Have you ever been in a position where you just hit a wall and you were done? You couldn’t handle something one second longer. This is what it feels like when you’re suffering from burnout.

Burnout is a mix of both physical and emotional responses in most people. It starts out as a mental reaction to being overburdened or overworked – or in some stats of distress, and it evolves into a physical response where you’re tired, unable to eat, or suffering from other outward signs.

Usually, burnout is associated with the workplace. Your tasks, the schedule, and even the people you’re interacting with can contribute to burnout if your experience with these issues is negative and unending.

But burnout isn’t only something that affects your professional life. It can also be something you experience in your personal world, too.
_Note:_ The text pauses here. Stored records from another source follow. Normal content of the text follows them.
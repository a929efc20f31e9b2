use std::env;
use std::str::FromStr;
use std::time::Duration;

use analysis_service_cli::ai::{GeminiConfig, DEFAULT_API_BASE, DEFAULT_MODEL};
use analysis_service_cli::store::StoreLimits;
use analysis_service_cli::MAX_ANALYSIS_DEPTH;
use thiserror::Error;

/// Largest accepted upload request body.
pub const MAX_FILE_SIZE: usize = 10 * 1024 * 1024;

#[derive(Debug, Error, PartialEq, Eq)]
pub enum ConfigError {
    #[error("{0} must be set")]
    Missing(&'static str),

    #[error("{name} is not a valid number: {value:?}")]
    InvalidNumber { name: &'static str, value: String },

    #[error("{0} must be greater than zero")]
    Zero(&'static str),
}

#[derive(Clone, Debug)]
pub struct Config {
    pub port: u16,
    pub frontend_url: String,
    pub allowed_origins: Vec<String>,
    pub gemini: GeminiConfig,
    pub store_limits: StoreLimits,
    pub max_analysis_depth: u32,
}

impl Config {
    pub fn from_env() -> Result<Self, ConfigError> {
        Self::from_lookup(|name| env::var(name).ok())
    }

    pub fn from_lookup<F>(lookup: F) -> Result<Self, ConfigError>
    where
        F: Fn(&str) -> Option<String>,
    {
        let var =
            |name: &str, default: &str| lookup(name).unwrap_or_else(|| default.to_string());

        let api_key = lookup("GEMINI_API_KEY")
            .filter(|key| !key.trim().is_empty())
            .ok_or(ConfigError::Missing("GEMINI_API_KEY"))?;
        let gemini = GeminiConfig::new(api_key)
            .with_model(var("GEMINI_MODEL", DEFAULT_MODEL))
            .with_base_url(var("GEMINI_API_BASE", DEFAULT_API_BASE));

        let defaults = StoreLimits::default();
        let ttl_secs = positive(&lookup, "JOB_TTL_SECONDS", defaults.ttl.as_secs())?;
        let store_limits = StoreLimits {
            ttl: Duration::from_secs(ttl_secs),
            capacity: positive(&lookup, "JOB_CAPACITY", defaults.capacity as u64)? as usize,
        };

        let allowed_origins = var("ALLOWED_ORIGINS", "http://localhost:3000")
            .split(',')
            .map(str::trim)
            .filter(|origin| !origin.is_empty())
            .map(str::to_owned)
            .collect();

        Ok(Self {
            port: number(&lookup, "PORT", 8000)?,
            frontend_url: var("FRONTEND_URL", "http://localhost:3000"),
            allowed_origins,
            gemini,
            store_limits,
            max_analysis_depth: MAX_ANALYSIS_DEPTH,
        })
    }
}

fn number<F, T>(lookup: &F, name: &'static str, default: T) -> Result<T, ConfigError>
where
    F: Fn(&str) -> Option<String>,
    T: FromStr,
{
    match lookup(name) {
        None => Ok(default),
        Some(value) => value
            .trim()
            .parse()
            .map_err(|_| ConfigError::InvalidNumber { name, value }),
    }
}

fn positive<F>(lookup: &F, name: &'static str, default: u64) -> Result<u64, ConfigError>
where
    F: Fn(&str) -> Option<String>,
{
    match number(lookup, name, default)? {
        0 => Err(ConfigError::Zero(name)),
        value => Ok(value),
    }
}
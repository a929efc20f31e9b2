use std::sync::atomic::{AtomicUsize, Ordering};
use std::sync::Mutex;
use std::time::Duration;

use async_trait::async_trait;

use crate::ai::{AdapterError, TextGenerator};
use crate::store::JobStore;
use crate::{JobId, JobRecord};

/// Answers every prompt with canned text, optionally failing or panicking on
/// one specific call (1-based).
#[derive(Default)]
pub struct ScriptedGenerator {
    calls: AtomicUsize,
    prompts: Mutex<Vec<String>>,
    fail_on: Option<usize>,
    panic_on: Option<usize>,
    delay: Option<Duration>,
}

impl ScriptedGenerator {
    pub fn new() -> Self {
        Self::default()
    }

    pub fn failing_on(call: usize) -> Self {
        Self {
            fail_on: Some(call),
            ..Self::default()
        }
    }

    pub fn panicking_on(call: usize) -> Self {
        Self {
            panic_on: Some(call),
            ..Self::default()
        }
    }

    pub fn with_delay(mut self, delay: Duration) -> Self {
        self.delay = Some(delay);
        self
    }

    pub fn calls(&self) -> usize {
        self.calls.load(Ordering::SeqCst)
    }

    pub fn prompts(&self) -> Vec<String> {
        self.prompts.lock().unwrap().clone()
    }
}

#[async_trait]
impl TextGenerator for ScriptedGenerator {
    async fn generate(&self, prompt: &str) -> Result<String, AdapterError> {
        let call = self.calls.fetch_add(1, Ordering::SeqCst) + 1;
        self.prompts.lock().unwrap().push(prompt.to_string());
        if let Some(delay) = self.delay {
            tokio::time::sleep(delay).await;
        }
        if self.panic_on == Some(call) {
            panic!("scripted panic on call {call}");
        }
        if self.fail_on == Some(call) {
            return Err(AdapterError::Status {
                status: 429,
                body: "quota exceeded".into(),
            });
        }
        Ok(format!(
            "Response {call}\n- You should add integration tests (call {call})\nnothing to see"
        ))
    }
}

pub async fn wait_for_terminal(store: &JobStore, id: &JobId) -> JobRecord {
    for _ in 0..200 {
        if let Some(record) = store.get(id) {
            if record.status.is_terminal() {
                return record;
            }
        }
        tokio::time::sleep(Duration::from_millis(10)).await;
    }
    panic!("analysis {id} did not finish in time");
}
mod app;
mod config;
mod errors;
mod handlers;
mod routes;
mod state;

use std::sync::Arc;
use std::time::Duration;

use analysis_service_cli::ai::GeminiClient;
use analysis_service_cli::launcher::JobLauncher;
use analysis_service_cli::store::JobStore;
use analysis_service_cli::telemetry::{self, LogFormat};
use tokio::net::TcpListener;
use tracing::info;

use config::Config;
use state::AppState;

const SWEEP_INTERVAL: Duration = Duration::from_secs(60);

#[tokio::main]
async fn main() -> anyhow::Result<()> {
    dotenvy::dotenv().ok();
    telemetry::init(LogFormat::Json);

    let config = Config::from_env()?;
    let generator = Arc::new(GeminiClient::new(config.gemini.clone())?);

    let store = JobStore::new(config.store_limits.clone());
    let _sweeper = store.spawn_sweeper(SWEEP_INTERVAL);
    let launcher = JobLauncher::new(store, generator).with_max_depth(config.max_analysis_depth);

    let app = app::build_app(AppState::new(launcher), &config.allowed_origins);

    let listener = TcpListener::bind(("0.0.0.0", config.port)).await?;
    info!(
        addr = %listener.local_addr()?,
        model = %config.gemini.model,
        origins = ?config.allowed_origins,
        frontend = %config.frontend_url,
        "listening"
    );
    axum::serve(listener, app).await?;
    Ok(())
}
You might burn out on your schedule with carpooling the kids, after school sports, caretaking of children or even elderly parents, and more.
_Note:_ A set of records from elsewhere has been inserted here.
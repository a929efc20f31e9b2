use std::time::Duration;

use async_trait::async_trait;
use reqwest::header::{HeaderMap, HeaderValue, CONTENT_TYPE};
use serde::Deserialize;
use serde_json::json;
use thiserror::Error;
use url::Url;

use crate::TIMEOUT_SECONDS;

pub const DEFAULT_MODEL: &str = "gemini-3-pro";
pub const DEFAULT_API_BASE: &str = "https://generativelanguage.googleapis.com/v1beta";

#[derive(Debug, Error)]
pub enum AdapterError {
    #[error("invalid adapter configuration: {0}")]
    Config(String),

    #[error("Gemini API call failed: {0}")]
    Request(#[from] reqwest::Error),

    #[error("Gemini API call failed with status {status}: {body}")]
    Status { status: u16, body: String },

    #[error("Gemini API blocked the prompt: {0}")]
    Blocked(String),

    #[error("Gemini API returned a malformed response: {0}")]
    MalformedResponse(String),
}

/// Sampling parameters sent with every call.
#[derive(Clone, Debug, PartialEq)]
pub struct GenerationParams {
    pub temperature: f64,
    pub top_p: f64,
    pub top_k: u32,
    pub max_output_tokens: u32,
}

impl Default for GenerationParams {
    fn default() -> Self {
        Self {
            temperature: 0.7,
            top_p: 0.9,
            top_k: 40,
            max_output_tokens: 4096,
        }
    }
}

#[derive(Clone, Debug)]
pub struct GeminiConfig {
    pub api_key: String,
    pub model: String,
    pub base_url: String,
    pub timeout: Duration,
    pub params: GenerationParams,
}

impl GeminiConfig {
    pub fn new(api_key: impl Into<String>) -> Self {
        Self {
            api_key: api_key.into(),
            model: DEFAULT_MODEL.to_string(),
            base_url: DEFAULT_API_BASE.to_string(),
            timeout: Duration::from_secs(TIMEOUT_SECONDS),
            params: GenerationParams::default(),
        }
    }

    pub fn with_model(mut self, model: impl Into<String>) -> Self {
        self.model = model.into();
        self
    }

    pub fn with_base_url(mut self, base_url: impl Into<String>) -> Self {
        self.base_url = base_url.into();
        self
    }

    /// `{base_url}/models/{model}:generateContent`
    pub fn endpoint(&self) -> Result<Url, AdapterError> {
        let mut url = Url::parse(&self.base_url)
            .map_err(|e| AdapterError::Config(format!("base url {:?}: {}", self.base_url, e)))?;
        url.path_segments_mut()
            .map_err(|_| {
                AdapterError::Config(format!("base url {:?} cannot be a base", self.base_url))
            })?
            .pop_if_empty()
            .push("models")
            .push(&format!("{}:generateContent", self.model));
        Ok(url)
    }
}

/// One prompt in, one block of generated text out.
///
/// Implementations do not retry; a failed call surfaces as an [`AdapterError`].
#[async_trait]
pub trait TextGenerator: Send + Sync {
    async fn generate(&self, prompt: &str) -> Result<String, AdapterError>;
}

pub struct GeminiClient {
    client: reqwest::Client,
    endpoint: Url,
    api_key: String,
    params: GenerationParams,
}

impl GeminiClient {
    pub fn new(config: GeminiConfig) -> Result<Self, AdapterError> {
        if config.api_key.trim().is_empty() {
            return Err(AdapterError::Config("api key is empty".into()));
        }
        Ok(Self {
            client: reqwest::Client::builder().timeout(config.timeout).build()?,
            endpoint: config.endpoint()?,
            api_key: config.api_key,
            params: config.params,
        })
    }

    fn headers(&self) -> Result<HeaderMap, AdapterError> {
        let mut headers = HeaderMap::new();
        headers.insert(
            "x-goog-api-key",
            HeaderValue::from_str(&self.api_key)
                .map_err(|_| AdapterError::Config("api key is not a valid header value".into()))?,
        );
        headers.insert(CONTENT_TYPE, HeaderValue::from_static("application/json"));
        Ok(headers)
    }
}

#[async_trait]
impl TextGenerator for GeminiClient {
    async fn generate(&self, prompt: &str) -> Result<String, AdapterError> {
        let payload = json!({
            "contents": [
                {
                    "role": "user",
                    "parts": [{ "text": prompt }]
                }
            ],
            "generationConfig": {
                "temperature": self.params.temperature,
                "topP": self.params.top_p,
                "topK": self.params.top_k,
                "maxOutputTokens": self.params.max_output_tokens
            }
        });

        let response = self
            .client
            .post(self.endpoint.clone())
            .headers(self.headers()?)
            .json(&payload)
            .send()
            .await?;

        let status = response.status();
        if !status.is_success() {
            let body = response.text().await.unwrap_or_default();
            return Err(AdapterError::Status {
                status: status.as_u16(),
                body,
            });
        }

        let result = response
            .json::<GenerateContentResponse>()
            .await
            .map_err(|e| AdapterError::MalformedResponse(e.to_string()))?;
        result.into_text()
    }
}

#[derive(Debug, Deserialize)]
#[serde(rename_all = "camelCase")]
struct GenerateContentResponse {
    #[serde(default)]
    candidates: Vec<Candidate>,
    prompt_feedback: Option<PromptFeedback>,
}

#[derive(Debug, Deserialize)]
#[serde(rename_all = "camelCase")]
struct Candidate {
    content: Option<Content>,
    finish_reason: Option<String>,
}

#[derive(Debug, Deserialize)]
struct Content {
    #[serde(default)]
    parts: Vec<Part>,
}

#[derive(Debug, Deserialize)]
struct Part {
    text: Option<String>,
}

#[derive(Debug, Deserialize)]
#[serde(rename_all = "camelCase")]
struct PromptFeedback {
    block_reason: Option<String>,
}

impl GenerateContentResponse {
    fn into_text(self) -> Result<String, AdapterError> {
        if let Some(reason) = self.prompt_feedback.and_then(|f| f.block_reason) {
            return Err(AdapterError::Blocked(reason));
        }
        let candidate = self
            .candidates
            .into_iter()
            .next()
            .ok_or_else(|| AdapterError::MalformedResponse("no candidates".into()))?;

        let text: String = candidate
            .content
            .map(|c| c.parts.into_iter().filter_map(|p| p.text).collect())
            .unwrap_or_default();

        if text.is_empty() {
            let reason = candidate.finish_reason.unwrap_or_else(|| "unknown".into());
            return Err(AdapterError::MalformedResponse(format!(
                "candidate has no text (finish reason: {reason})"
            )));
        }
        Ok(text)
    }
}
pub const DEFAULT_FOCUS_AREAS: [&str; 3] = ["architecture", "performance", "security"];

pub const REFINEMENT_PROMPT: &str = "\
Based on the previous analysis, please provide:
1. What we might have missed
2. Deeper architectural insights
3. Cross-cutting concerns
";

pub fn iteration_key(iteration: u32) -> String {
    format!("iteration_{iteration}")
}

pub fn refinement_key(iteration: u32) -> String {
    format!("refinement_{iteration}")
}

/// Prompt for the primary call of one iteration.
pub fn primary_prompt(
    repository_url: &str,
    focus_areas: &[String],
    iteration: u32,
    depth: u32,
) -> String {
    format!(
        "You are an autonomous code architect analyzing a software repository.

Repository Context:
Analyzing repository: {repository_url}
Focus areas: {focus}
Iteration: {iteration}/{depth}

Please provide:
1. Architecture analysis
2. Performance bottlenecks
3. Security concerns
4. Code quality issues
5. Specific refactoring recommendations with code examples

Focus on actionable, specific recommendations that could be implemented.
",
        focus = focus_areas.join(", "),
    )
}

#[cfg(test)]
mod tests {
    use super::*;

    #[test]
    fn primary_prompt_embeds_context_and_sections() {
        let focus = vec!["security".to_string(), "testing".to_string()];
        let prompt = primary_prompt("https://github.com/acme/app", &focus, 2, 3);

        assert!(prompt.contains("Analyzing repository: https://github.com/acme/app"));
        assert!(prompt.contains("Focus areas: security, testing"));
        assert!(prompt.contains("Iteration: 2/3"));
        for section in [
            "Architecture analysis",
            "Performance bottlenecks",
            "Security concerns",
            "Code quality issues",
            "refactoring recommendations",
        ] {
            assert!(prompt.contains(section), "missing section {section}");
        }
    }

    #[test]
    fn finding_keys() {
        assert_eq!(iteration_key(1), "iteration_1");
        assert_eq!(refinement_key(4), "refinement_4");
    }
}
You might be the only one handling the entire list of chores in your house, doing all of the shopping, cooking and cleaning in addition to working fulltime to build your business.

If you notice any of these things happening and you start feeling the effects of burnout, such as insomnia or exhaustion, irritability, or even tension in your muscles and neck or back, it’s time to take action to fix it.

First, create a necessary buffer between yourself and anything toxic that can be avoided. If that’s an unruly relative or toxic coworker, set some space between the two of you to give yourself a break from the turmoil.

You may need to find a support team to help you alleviate some of the stress you’re experiencing. For example, ask your family for help maintaining the house or find a fellow parent to split carpooling duties with you.

If your burnout is work-related, see what you can do to take a step back and take on fewer responsibilities. It may be that you need to work fewer hours, take on one less client, or even change business models entirely.

Burnout is something that will sneak up on, too – so be careful. At first, you might brush it off as something everyone has to deal with. Then you start trying to put out fires to avoid a complete collapse, followed by ruthless emotional and physical turmoil that doesn’t let up until you finally give in and commit to making changes in your life.